After the biolistic bombardment, Symbiodinium cells were transferred from the agar plate into 5 ml of f/2 medium and incubated under standard culture conditions for one day. The transformed Symbiodinium were then grown under selection in liquid culture (2 ml of transformant culture in 150 ml of liquid f/2 medium) and/or on agar plates (150 μl of transformant culture per agar plate).

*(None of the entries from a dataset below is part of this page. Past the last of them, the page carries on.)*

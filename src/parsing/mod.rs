//! Parsing of Telegram Desktop HTML export markup.
//!
//! Leaf-first:
//! - [`text`] - whitespace normalization, calendar heading detection
//! - [`timestamp`] - the export's `DD.MM.YYYY HH:MM:SS` timestamps
//! - [`attachments`] - media links and inline images of one message
//! - [`message`] - one message node into a [`Message`](crate::Message)

pub mod attachments;
pub mod message;
pub mod text;
pub mod timestamp;

// Re-export commonly used items
pub use attachments::{
    MEDIA_FOLDERS, THUMBNAIL_MARKER, classify_href, extract_attachments, is_media_path,
    rewrite_media_href,
};
pub use message::{SenderState, parse_message};
pub use text::{is_date_heading, normalize_text, truncate_chars};
pub use timestamp::{format_day, format_timestamp, parse_export_timestamp};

The electroporation protocol used in this publication was modified from published protocols used for Phaeodactylum tricornutum and Nannochloropsis sp. [28, 29]. Approximately 1 × 108 cells were harvested by centrifugation at 3000g for 5 minutes. The cells were subsequently washed with 5 ml of f/2 medium and repelleted, before being washed with 1 ml of 375 mM sorbitol, repelleted, and finally resuspended in 100 μl of 375 mM sorbitol. The suspension was then mixed with 2–4 μg of plasmid DNA (or just 5 μl of water for the no plasmid control) and 40 μg of denatured salmon sperm DNA. The mixture was then incubated on ice for 10 minutes before being transferred into a 2 mm electroporation cuvette. Electroporation was performed using a Bio-Rad Gene Pulser Xcell Electroporation system (Biorad, Hercules, California, US). The parameters of the system (exponential decay vs multiple pulse, field strength, capacitance, shunt resistance) were adjusted according the experiments carried out as described in the Results section.

After electroporation, the cells were immediately transferred to a 15 ml Falcon tube containing 10 ml of f/2 medium with 100 μg/ml carbenicillin and left under standard culture conditions for one day. After this, the cells were then collected by centrifugation at 1500 g for 10 minutes and resuspended in 3 ml of f/2 medium. The electroporated Symbiodinium were then grown under selection in liquid culture (1 ml of transformant culture in 150 ml of liquid f/2 medium) and/or on agar plates (150 μl of transformant culture per agar plate).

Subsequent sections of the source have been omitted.